Review: ‘Brontë’ by Polly Teale presented by King’s Company in the Hayward Theatre, Ely, 10th -12th November 2010

It is extraordinary how the lives of three sisters, a wayward brother and an elderly father have captured the imaginations of a fascinated people for over a century and a half. The Brontës have become household names since the world has been caught up in the passionate literary creations of the sisters which contrast significantly with their seemingly ordinary, mundane lives in the parsonage at Haworth on the Yorkshire moors.

Charlotte’s novel Jane Eyre (1847), the tale of a young girl’s suffering, devotion and much thwarted love and Emily’s Wuthering Heights (1847), a tale centred on the wild, passionate bond between Cathy and Heathcliff have become an integral part of our culture.

King’s Company encapsulated perfectly the suffering and pain of the girls as they battled to thrive in a cold world filled with death, prejudice and the frailty of the human mind and body. Charlotte (Lexi Hill), Emily (Tori McIrvine) and Anne (Ruth Scott) sparked each other off with sisterly rivalry, compassion and youthful desire. Charlotte ruled the roost as far as her spirited family would allow, Emily was the wild uncompromising one, while young Anne tried in vain to equal her strong sisters. Branwell (Toby Hill) their wayward brother, like a ship lost as sea struggled unsuccessfully for identity and status and their father Patrick (Rowland Daniel) cocooned himself in his own world of caring for his parish and dealing with the frequent hardships and early deaths of his people.
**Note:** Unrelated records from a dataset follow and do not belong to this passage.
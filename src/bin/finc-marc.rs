//! Command-line converter: `finc-marc <source> [input [output [mapping]]]`.

use anyhow::{Context, Result};
use clap::Parser;
use finc_marc::config::Settings;
use finc_marc::logging::init_logging;
use finc_marc::sources::Source;
use finc_marc::{ConversionDriver, FormatTable};
use std::fs::File;
use std::io::BufWriter;
use std::path::PathBuf;
use std::process;
use tracing::{error, info};

#[derive(Parser, Debug)]
#[command(name = "finc-marc")]
#[command(version, about = "Convert institutional exports into MARC21 binary records")]
struct Cli {
    /// Data source: 109 (khm), 73 (marburg), 148 (bundesarchiv) or 15 (imslp)
    source: Source,

    /// Input file or directory [default: per source]
    input: Option<PathBuf>,

    /// Output MARC file [default: <source>_output.mrc]
    output: Option<PathBuf>,

    /// Extra mapping: IMSLP fieldmap JSON file or legacy export directory
    mapping: Option<PathBuf>,

    /// Settings file [default: ./finc-marc.toml if present]
    #[arg(short, long)]
    config: Option<PathBuf>,
}

fn run(cli: Cli) -> Result<()> {
    let settings = match &cli.config {
        Some(path) => Settings::load_from(path),
        None => Settings::load(),
    }
    .context("Failed to load settings")?;
    init_logging(&settings.logging).context("Failed to initialize logging")?;

    let formats = match &settings.formats_file {
        Some(path) => FormatTable::from_json_file(path)
            .with_context(|| format!("Failed to load format table {}", path.display()))?,
        None => FormatTable::default(),
    };

    let input = cli.input.unwrap_or_else(|| cli.source.default_input());
    let output = cli.output.unwrap_or_else(|| cli.source.default_output());
    let mapping = cli
        .source
        .mapping(formats, cli.mapping.as_deref())
        .context("Failed to load extra mapping")?;

    let file = File::create(&output)
        .with_context(|| format!("Failed to create output {}", output.display()))?;
    let mut driver = ConversionDriver::new(BufWriter::new(file), settings.output.encoding);
    let report = driver
        .run(&cli.source.record_source(&input), mapping.as_ref())
        .with_context(|| format!("Conversion of {} failed", input.display()))?;

    info!(
        output = %output.display(),
        written = report.written,
        skipped = report.skipped,
        failed = report.failed,
        "done"
    );
    Ok(())
}

fn main() {
    if let Err(e) = run(Cli::parse()) {
        error!("{e:#}");
        eprintln!("Error: {e:#}");
        process::exit(1);
    }
}
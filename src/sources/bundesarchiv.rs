//! Source 148: Bundesarchiv Filmarchiv.
//!
//! Input is already MARC. Most fields are copied unchanged; the mapping
//! adds the finc identifier, cleans the ISBN, derives a 689 heading from
//! the first 650, rewrites the host item link and attaches the catalogue
//! link and collection fields.

use super::finc_id;
use crate::builder::MarcRecordBuilder;
use crate::driver::{InputRecord, Mapped, ParentTitleIndex, SourceMapping};
use crate::error::Result;
use crate::format_table::FormatTable;
use crate::record::{is_control_tag, Record};
use lazy_static::lazy_static;
use regex::Regex;
use tracing::info;

const SOURCE_ID: &str = "148";
const COLLECTION: &str = "sid-148-col-bundesarchivfilm";
const CATALOGUE_URL: &str = "https://apps.bundesarchiv.de/F?func=find-c&ccl_term=SYS%3D";

/// Tags copied from the input record unchanged, in output order.
pub const COPY_TAGS: &[&str] = &[
    "002", "003", "004", "005", "006", "008", "009", "010", "011", "012", "013", "014", "016",
    "017", "018", "022", "024", "030", "035", "040", "041", "100", "110", "111", "240", "242",
    "243", "245", "246", "247", "249", "250", "260", "263", "300", "310", "362", "490", "500",
    "501", "502", "504", "505", "510", "515", "516", "538", "546", "547", "550", "590", "600",
    "610", "611", "630", "648", "649", "651", "655", "700", "710", "711", "730", "770", "772",
    "775", "776", "780", "785", "787", "800", "810", "811", "830", "856", "906", "982", "999",
];

lazy_static! {
    static ref ISBN: Regex = Regex::new(r"([0-9xX-]{10,17})").expect("ISBN pattern is valid");
}

/// Normalize separators in an ISBN and cut it out of surrounding text.
///
/// Returns `None` when nothing ISBN-like remains.
#[must_use]
pub fn clean_isbn(raw: &str) -> Option<String> {
    let normalized = raw.replace([' ', '.'], "-");
    ISBN.captures(&normalized)
        .and_then(|caps| caps.get(1))
        .map(|m| m.as_str().trim_end_matches('-').to_string())
}

/// Mapping for source 148.
#[derive(Debug, Clone, Default)]
pub struct BundesarchivMapping {
    formats: FormatTable,
}

impl BundesarchivMapping {
    /// Create the mapping.
    #[must_use]
    pub fn new() -> Self {
        BundesarchivMapping::default()
    }

    fn convert(&self, input: &Record) -> Mapped {
        let Some(id) = input.get_control_field("001").filter(|id| !id.is_empty()) else {
            return Mapped::skip("", "missing 001");
        };
        if input.subfield_value("245", 'a').map_or(true, str::is_empty) {
            return Mapped::skip(id, "missing title");
        }

        let mut builder = MarcRecordBuilder::new(&self.formats);
        let mut leader = input.leader.clone();
        leader.record_length = 0;
        leader.data_base_address = 0;
        builder.set_leader_value(leader);

        builder.add_control_field("001", &finc_id(SOURCE_ID, id));
        builder.add_control_field("007", "tu");

        if let Some(raw) = input.get_field("020").and_then(|f| f.get_subfield('a')) {
            match clean_isbn(raw) {
                Some(isbn) => builder.add_data_field("020", &[('a', &isbn)]),
                None => info!(id = %id, isbn = %raw, "ISBN does not look like an ISBN"),
            }
        }

        for tag in COPY_TAGS {
            if is_control_tag(tag) {
                for value in input.control_fields_by_tag(tag) {
                    builder.add_control_field(tag, value);
                }
            } else {
                for field in input.fields_by_tag(tag) {
                    builder.add_field(field.clone());
                }
            }
        }

        let subject = input
            .get_field("650")
            .and_then(|f| f.get_subfield('a'))
            .unwrap_or_default();
        builder.add_data_field("689", &[('a', subject)]);

        let host = input.get_field("773");
        let host_subfield = |code| host.and_then(|f| f.get_subfield(code)).unwrap_or_default();
        let host_id = host_subfield('w');
        let host_link = if host_id.is_empty() {
            String::new()
        } else {
            format!("(DE-576){host_id}")
        };
        builder.add_data_field(
            "773",
            &[('g', host_subfield('g')), ('t', host_subfield('t')), ('w', &host_link)],
        );

        builder.add_data_field(
            "856",
            &[
                ('q', "text/html"),
                ('3', "Link zum Bundesarchiv"),
                ('u', &format!("{CATALOGUE_URL}{id}&local_base=BAB01")),
            ],
        );
        builder.add_data_field("912", &[('a', "vkfilm")]);
        builder.add_data_field("980", &[('a', id), ('b', SOURCE_ID), ('c', COLLECTION)]);

        Mapped::Record(builder.into_record())
    }
}

impl SourceMapping for BundesarchivMapping {
    fn source_id(&self) -> &str {
        SOURCE_ID
    }

    fn map(&self, record: &InputRecord, _parents: &ParentTitleIndex) -> Result<Mapped> {
        Ok(match record {
            InputRecord::Marc(record) => self.convert(record),
            InputRecord::Xml(_) => Mapped::skip("", "source 148 expects MARC input"),
        })
    }
}
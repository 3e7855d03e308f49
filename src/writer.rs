//! Writing MARC records to binary format.
//!
//! This module provides [`serialize_record`], which turns a [`Record`] into
//! ISO 2709 bytes, and [`MarcWriter`], which appends serialized records to
//! any destination implementing [`std::io::Write`].
//!
//! # Examples
//!
//! ```
//! use finc_marc::{Field, Leader, MarcWriter, Record, TargetEncoding};
//!
//! # fn main() -> Result<(), Box<dyn std::error::Error>> {
//! let mut buffer = Vec::new();
//! {
//!     let mut writer = MarcWriter::new(&mut buffer, TargetEncoding::Utf8);
//!     let mut record = Record::new(Leader::default());
//!     let mut field = Field::new("245".to_string(), ' ', ' ');
//!     field.add_subfield('a', "Titel".to_string());
//!     record.add_field(field);
//!     writer.write_record(&record)?;
//! }
//! assert_eq!(buffer.last(), Some(&0x1D));
//! # Ok(())
//! # }
//! ```

use crate::encoding::TargetEncoding;
use crate::error::{ConvertError, Result};
use crate::record::Record;
use std::io::Write;

const FIELD_TERMINATOR: u8 = 0x1E;
const SUBFIELD_DELIMITER: u8 = 0x1F;
const RECORD_TERMINATOR: u8 = 0x1D;

const MAX_FIELD_LENGTH: usize = 9_999;
const MAX_RECORD_LENGTH: usize = 99_999;

/// Serialize a record to ISO 2709 bytes.
///
/// Control fields are written first, then data fields, each in insertion
/// order. Record length, base address and leader position 9 are computed
/// on every call from the current contents.
///
/// # Errors
///
/// Returns [`ConvertError::Encoding`] if a value cannot be represented in
/// `encoding`, and [`ConvertError::RecordTooLong`] if a field or the whole
/// record exceeds ISO 2709 limits.
pub fn serialize_record(record: &Record, encoding: TargetEncoding) -> Result<Vec<u8>> {
    let mut data_area = Vec::new();
    let mut directory = Vec::new();

    for (tag, value) in record.control_fields_iter() {
        let mut field_data = encoding.encode(tag, value)?.into_owned();
        field_data.push(FIELD_TERMINATOR);
        push_directory_entry(&mut directory, tag, field_data.len(), data_area.len())?;
        data_area.extend_from_slice(&field_data);
    }

    for field in record.fields() {
        let mut field_data = Vec::new();
        field_data.extend_from_slice(encoding.encode(&field.tag, &field.indicator1.to_string())?.as_ref());
        field_data.extend_from_slice(encoding.encode(&field.tag, &field.indicator2.to_string())?.as_ref());

        for subfield in &field.subfields {
            field_data.push(SUBFIELD_DELIMITER);
            field_data.extend_from_slice(
                encoding
                    .encode(&field.tag, subfield.code.encode_utf8(&mut [0u8; 4]))?
                    .as_ref(),
            );
            field_data.extend_from_slice(encoding.encode(&field.tag, &subfield.value)?.as_ref());
        }

        field_data.push(FIELD_TERMINATOR);
        push_directory_entry(&mut directory, &field.tag, field_data.len(), data_area.len())?;
        data_area.extend_from_slice(&field_data);
    }

    directory.push(FIELD_TERMINATOR);

    let base_address = 24 + directory.len();
    let record_length = base_address + data_area.len() + 1;
    if record_length > MAX_RECORD_LENGTH {
        return Err(ConvertError::RecordTooLong(format!(
            "{record_length} bytes exceeds the ISO 2709 limit of {MAX_RECORD_LENGTH}"
        )));
    }

    let mut leader = record.leader.clone();
    leader.character_coding = encoding.as_leader_char();
    leader.record_length = u32::try_from(record_length)
        .map_err(|_| ConvertError::RecordTooLong(format!("{record_length} bytes")))?;
    leader.data_base_address = u32::try_from(base_address)
        .map_err(|_| ConvertError::RecordTooLong(format!("base address {base_address}")))?;

    let mut bytes = Vec::with_capacity(record_length);
    bytes.extend_from_slice(&leader.as_bytes()?);
    bytes.extend_from_slice(&directory);
    bytes.extend_from_slice(&data_area);
    bytes.push(RECORD_TERMINATOR);
    Ok(bytes)
}

fn push_directory_entry(
    directory: &mut Vec<u8>,
    tag: &str,
    length: usize,
    start: usize,
) -> Result<()> {
    if tag.len() != 3 || !tag.is_ascii() {
        return Err(ConvertError::InvalidField(format!(
            "Tag must be 3 ASCII characters, got '{tag}'"
        )));
    }
    if length > MAX_FIELD_LENGTH {
        return Err(ConvertError::RecordTooLong(format!(
            "field {tag} is {length} bytes, limit is {MAX_FIELD_LENGTH}"
        )));
    }
    if start > MAX_RECORD_LENGTH {
        return Err(ConvertError::RecordTooLong(format!(
            "field {tag} starts at offset {start}"
        )));
    }
    directory.extend_from_slice(tag.as_bytes());
    directory.extend_from_slice(format!("{length:04}").as_bytes());
    directory.extend_from_slice(format!("{start:05}").as_bytes());
    Ok(())
}

/// Writer for ISO 2709 binary MARC format.
///
/// Records are serialized with [`serialize_record`] and appended to the
/// destination without any wrapping container.
#[derive(Debug)]
pub struct MarcWriter<W: Write> {
    writer: W,
    encoding: TargetEncoding,
    records_written: usize,
    finished: bool,
}

impl<W: Write> MarcWriter<W> {
    /// Create a new MARC writer.
    pub fn new(writer: W, encoding: TargetEncoding) -> Self {
        MarcWriter {
            writer,
            encoding,
            records_written: 0,
            finished: false,
        }
    }

    /// Serialize and write a single MARC record.
    ///
    /// Nothing is written if serialization fails.
    ///
    /// # Errors
    ///
    /// Returns an error if serialization fails, the writer was finished, or
    /// an I/O error occurs.
    pub fn write_record(&mut self, record: &Record) -> Result<()> {
        let bytes = serialize_record(record, self.encoding)?;
        self.write_serialized(&bytes)
    }

    /// Write bytes previously produced by [`serialize_record`].
    ///
    /// # Errors
    ///
    /// Returns an error if the writer was finished or an I/O error occurs.
    pub fn write_serialized(&mut self, bytes: &[u8]) -> Result<()> {
        if self.finished {
            return Err(ConvertError::InvalidRecord(
                "Cannot write to a finished writer".to_string(),
            ));
        }
        self.writer.write_all(bytes)?;
        self.records_written += 1;
        Ok(())
    }

    /// Flush the writer and mark it as finished.
    ///
    /// After calling `finish`, no more records can be written.
    ///
    /// # Errors
    ///
    /// Returns an error if flushing the underlying writer fails.
    pub fn finish(&mut self) -> Result<()> {
        self.writer.flush()?;
        self.finished = true;
        Ok(())
    }

    /// Returns the number of records written so far.
    #[must_use]
    pub fn records_written(&self) -> usize {
        self.records_written
    }

    /// The encoding records are written in.
    #[must_use]
    pub fn encoding(&self) -> TargetEncoding {
        self.encoding
    }
}

#[cfg(test)]
mod tests {
    use super::*;
    use crate::leader::Leader;
    use crate::reader::MarcReader;
    use crate::record::Field;
    use std::io::Cursor;

    fn make_test_record() -> Record {
        let mut record = Record::new(Leader::from_fragment("cam", None).unwrap());
        let mut field = Field::new("245".to_string(), '1', '0');
        field.add_subfield('a', "Test title".to_string());
        record.add_field(field);
        record
    }

    #[test]
    fn test_write_simple_record() {
        let bytes = serialize_record(&make_test_record(), TargetEncoding::Utf8).unwrap();

        // 24 (leader) + 13 (directory: 245 + 0015 + 00000 + terminator) + 15 (field data) + 1 (record term) = 53
        assert_eq!(&bytes[0..5], b"00053");
        assert_eq!(&bytes[12..17], b"00037");
        assert_eq!(bytes[9], b'a');
        assert_eq!(&bytes[24..36], b"245001500000");
        assert_eq!(bytes.last(), Some(&RECORD_TERMINATOR));
    }

    #[test]
    fn test_length_recomputed_after_mutation() {
        let mut record = make_test_record();
        let before = serialize_record(&record, TargetEncoding::Utf8).unwrap();

        let mut field = Field::new("650".to_string(), ' ', ' ');
        field.add_subfield('a', "Film".to_string());
        record.add_field(field);
        let after = serialize_record(&record, TargetEncoding::Utf8).unwrap();

        assert_eq!(after.len(), before.len() + 12 + 9);
        assert_eq!(&after[0..5], format!("{:05}", after.len()).as_bytes());
    }

    #[test]
    fn test_write_and_read_roundtrip() {
        let mut record = make_test_record();
        record.add_control_field("001".to_string(), "finc-109-1".to_string());
        let mut field = Field::new("650".to_string(), ' ', ' ');
        field.add_subfield('a', "Köln".to_string());
        field.add_subfield('x', "Geschichte".to_string());
        record.add_field(field);

        let mut buffer = Vec::new();
        {
            let mut writer = MarcWriter::new(&mut buffer, TargetEncoding::Utf8);
            writer.write_record(&record).unwrap();
            writer.write_record(&record).unwrap();
            assert_eq!(writer.records_written(), 2);
            writer.finish().unwrap();
        }

        let mut reader = MarcReader::new(Cursor::new(buffer));
        let read_record = reader.read_record().unwrap().unwrap();
        assert_eq!(read_record.get_control_field("001"), Some("finc-109-1"));
        assert_eq!(read_record.subfield_triples(), record.subfield_triples());
        assert!(reader.read_record().unwrap().is_some());
        assert!(reader.read_record().unwrap().is_none());
    }

    #[test]
    fn test_windows_1252_output() {
        let mut record = Record::new(Leader::default());
        let mut field = Field::new("245".to_string(), ' ', ' ');
        field.add_subfield('a', "Köln".to_string());
        record.add_field(field);

        let bytes = serialize_record(&record, TargetEncoding::Windows1252).unwrap();
        assert_eq!(bytes[9], b' ');
        assert!(bytes.windows(4).any(|w| w == b"K\xF6ln"));
    }

    #[test]
    fn test_oversized_field_is_record_level_error() {
        let mut record = Record::new(Leader::default());
        let mut field = Field::new("500".to_string(), ' ', ' ');
        field.add_subfield('a', "x".repeat(10_000));
        record.add_field(field);

        let err = serialize_record(&record, TargetEncoding::Utf8).unwrap_err();
        assert!(matches!(err, ConvertError::RecordTooLong(_)));
        assert!(err.is_record_level());
    }

    #[test]
    fn test_failed_serialization_writes_nothing() {
        let mut record = Record::new(Leader::default());
        let mut field = Field::new("245".to_string(), ' ', ' ');
        field.add_subfield('a', "数学".to_string());
        record.add_field(field);

        let mut buffer = Vec::new();
        let mut writer = MarcWriter::new(&mut buffer, TargetEncoding::Windows1252);
        assert!(writer.write_record(&record).is_err());
        assert_eq!(writer.records_written(), 0);
        drop(writer);
        assert!(buffer.is_empty());
    }

    #[test]
    fn test_writer_cannot_write_after_finish() {
        let mut buffer = Vec::new();
        let mut writer = MarcWriter::new(&mut buffer, TargetEncoding::Utf8);
        writer.finish().unwrap();
        assert!(writer.write_record(&make_test_record()).is_err());
    }
}
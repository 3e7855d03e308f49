//! Reading MARC records from binary streams.
//!
//! This module provides [`MarcReader`] for reading ISO 2709 formatted MARC records
//! from any source that implements [`std::io::Read`]. Sources whose input is
//! already MARC (rather than XML) feed the conversion driver through it.
//!
//! # Examples
//!
//! ```no_run
//! use finc_marc::MarcReader;
//! use std::fs::File;
//!
//! let file = File::open("148_input.mrc")?;
//! let mut reader = MarcReader::new(file);
//!
//! while let Some(record) = reader.read_record()? {
//!     println!("Record type: {}", record.leader.record_type);
//! }
//! # Ok::<(), Box<dyn std::error::Error>>(())
//! ```

use crate::encoding::TargetEncoding;
use crate::error::{ConvertError, Result};
use crate::leader::Leader;
use crate::record::{is_control_tag, Field, Record};
use std::io::Read;

const FIELD_TERMINATOR: u8 = 0x1E;
const SUBFIELD_DELIMITER: u8 = 0x1F;

/// Reader for ISO 2709 binary MARC format.
///
/// `MarcReader` reads one MARC record at a time. Malformed records are
/// reported as errors; there is no salvage mode.
#[derive(Debug)]
pub struct MarcReader<R: Read> {
    reader: R,
    records_read: usize,
}

impl<R: Read> MarcReader<R> {
    /// Create a new MARC reader.
    pub fn new(reader: R) -> Self {
        MarcReader {
            reader,
            records_read: 0,
        }
    }

    /// Returns the number of records read so far.
    #[must_use]
    pub fn records_read(&self) -> usize {
        self.records_read
    }

    /// Read a single MARC record.
    ///
    /// Returns `Ok(Some(record))` if a record was successfully read, `Ok(None)` if EOF
    /// was reached, or `Err` if a parsing error occurred.
    ///
    /// # Errors
    ///
    /// Returns an error if:
    /// - The binary data is malformed or truncated
    /// - The record structure is invalid
    /// - An I/O error occurs
    pub fn read_record(&mut self) -> Result<Option<Record>> {
        let mut leader_bytes = [0u8; 24];
        match self.reader.read_exact(&mut leader_bytes) {
            Ok(()) => {},
            Err(e) if e.kind() == std::io::ErrorKind::UnexpectedEof => {
                return Ok(None);
            },
            Err(e) => return Err(ConvertError::IoError(e)),
        }

        let leader = Leader::from_bytes(&leader_bytes)?;
        leader.validate_for_reading()?;

        let record_length = leader.record_length as usize;
        let base_address = leader.data_base_address as usize;

        let mut record_data = vec![0u8; record_length - 24];
        match self.reader.read_exact(&mut record_data) {
            Ok(()) => {},
            Err(e) if e.kind() == std::io::ErrorKind::UnexpectedEof => {
                return Err(ConvertError::InvalidRecord(
                    "Unexpected end of file while reading record data".to_string(),
                ));
            },
            Err(e) => return Err(ConvertError::IoError(e)),
        }

        let directory = &record_data[..base_address - 24];
        let data = &record_data[base_address - 24..];

        let encoding = TargetEncoding::from_leader_char(leader.character_coding);
        let mut record = Record::new(leader);

        // Directory entries are 12 bytes each: tag(3) + length(4) + start position(5)
        for entry in directory.chunks(12) {
            if entry[0] == FIELD_TERMINATOR {
                break;
            }
            if entry.len() < 12 {
                return Err(ConvertError::InvalidRecord(
                    "Incomplete directory entry".to_string(),
                ));
            }

            let tag = String::from_utf8_lossy(&entry[0..3]).to_string();
            let field_length = parse_number(&entry[3..7])?;
            let start_position = parse_number(&entry[7..12])?;

            let end_position = start_position + field_length;
            if end_position > data.len() {
                return Err(ConvertError::InvalidRecord(format!(
                    "Field {tag} exceeds data area"
                )));
            }
            let field_data = &data[start_position..end_position];

            if is_control_tag(&tag) {
                let value = field_data.strip_suffix(&[FIELD_TERMINATOR]).unwrap_or(field_data);
                record.add_control_field(tag, encoding.decode(value));
            } else {
                let field = parse_data_field(field_data, &tag, encoding)
                    .map_err(|e| ConvertError::InvalidField(format!("Tag {tag}: {e}")))?;
                record.add_field(field);
            }
        }

        self.records_read += 1;
        Ok(Some(record))
    }
}

impl<R: Read> Iterator for MarcReader<R> {
    type Item = Result<Record>;

    fn next(&mut self) -> Option<Self::Item> {
        self.read_record().transpose()
    }
}

/// Parse a data field from raw bytes
fn parse_data_field(data: &[u8], tag: &str, encoding: TargetEncoding) -> Result<Field> {
    if data.len() < 2 {
        return Err(ConvertError::InvalidField(
            "Data field too short (needs indicators)".to_string(),
        ));
    }

    let mut field = Field::new(tag.to_string(), data[0] as char, data[1] as char);

    let body = &data[2..];
    let body = body.strip_suffix(&[FIELD_TERMINATOR]).unwrap_or(body);
    if body.is_empty() {
        return Ok(field);
    }
    if body[0] != SUBFIELD_DELIMITER {
        return Err(ConvertError::InvalidField(
            "Expected subfield delimiter".to_string(),
        ));
    }

    for chunk in body[1..].split(|b| *b == SUBFIELD_DELIMITER) {
        let Some((&code, value)) = chunk.split_first() else {
            continue;
        };
        if memchr::memchr(FIELD_TERMINATOR, value).is_some() {
            return Err(ConvertError::InvalidField(
                "Field terminator inside subfield".to_string(),
            ));
        }
        field.add_subfield(code as char, encoding.decode(value));
    }

    Ok(field)
}

/// Parse a fixed-width ASCII number from bytes
fn parse_number(bytes: &[u8]) -> Result<usize> {
    let mut result = 0usize;
    for &byte in bytes {
        if byte.is_ascii_digit() {
            result = result * 10 + (byte - b'0') as usize;
        } else {
            return Err(ConvertError::InvalidRecord(format!(
                "Invalid numeric field: expected digits, got byte {}",
                byte as char
            )));
        }
    }
    Ok(result)
}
Director Adella Charlton created a credible relationship between the family’s daily lives and the spirited imaginations of the individuals as their characters and phantoms from their books interwove between the crises within the family.

The imaginative Rochester and the real curate who married Charlotte, Arthur Bell-Nicholls, were effectively portrayed by Rory McCorquodale, Sally Cheng was the unforgettable spirit of Catherine Earnshaw from Wuthering Heights and Rob Archer left us with a strong impression of her dark and passionate kindred soul Heathcliff. Bertha from Jane Eyre and her crazed love for Rochester was powerfully portrayed by Annalie Taylor and Heger (Francesco Angrisani) and Arthur Huntingdon (Tony Lesmeister) were also given definitive and effective roles.

This production was challenging for students at a busy school but these fine, talented actors rose to the occasion magnificently.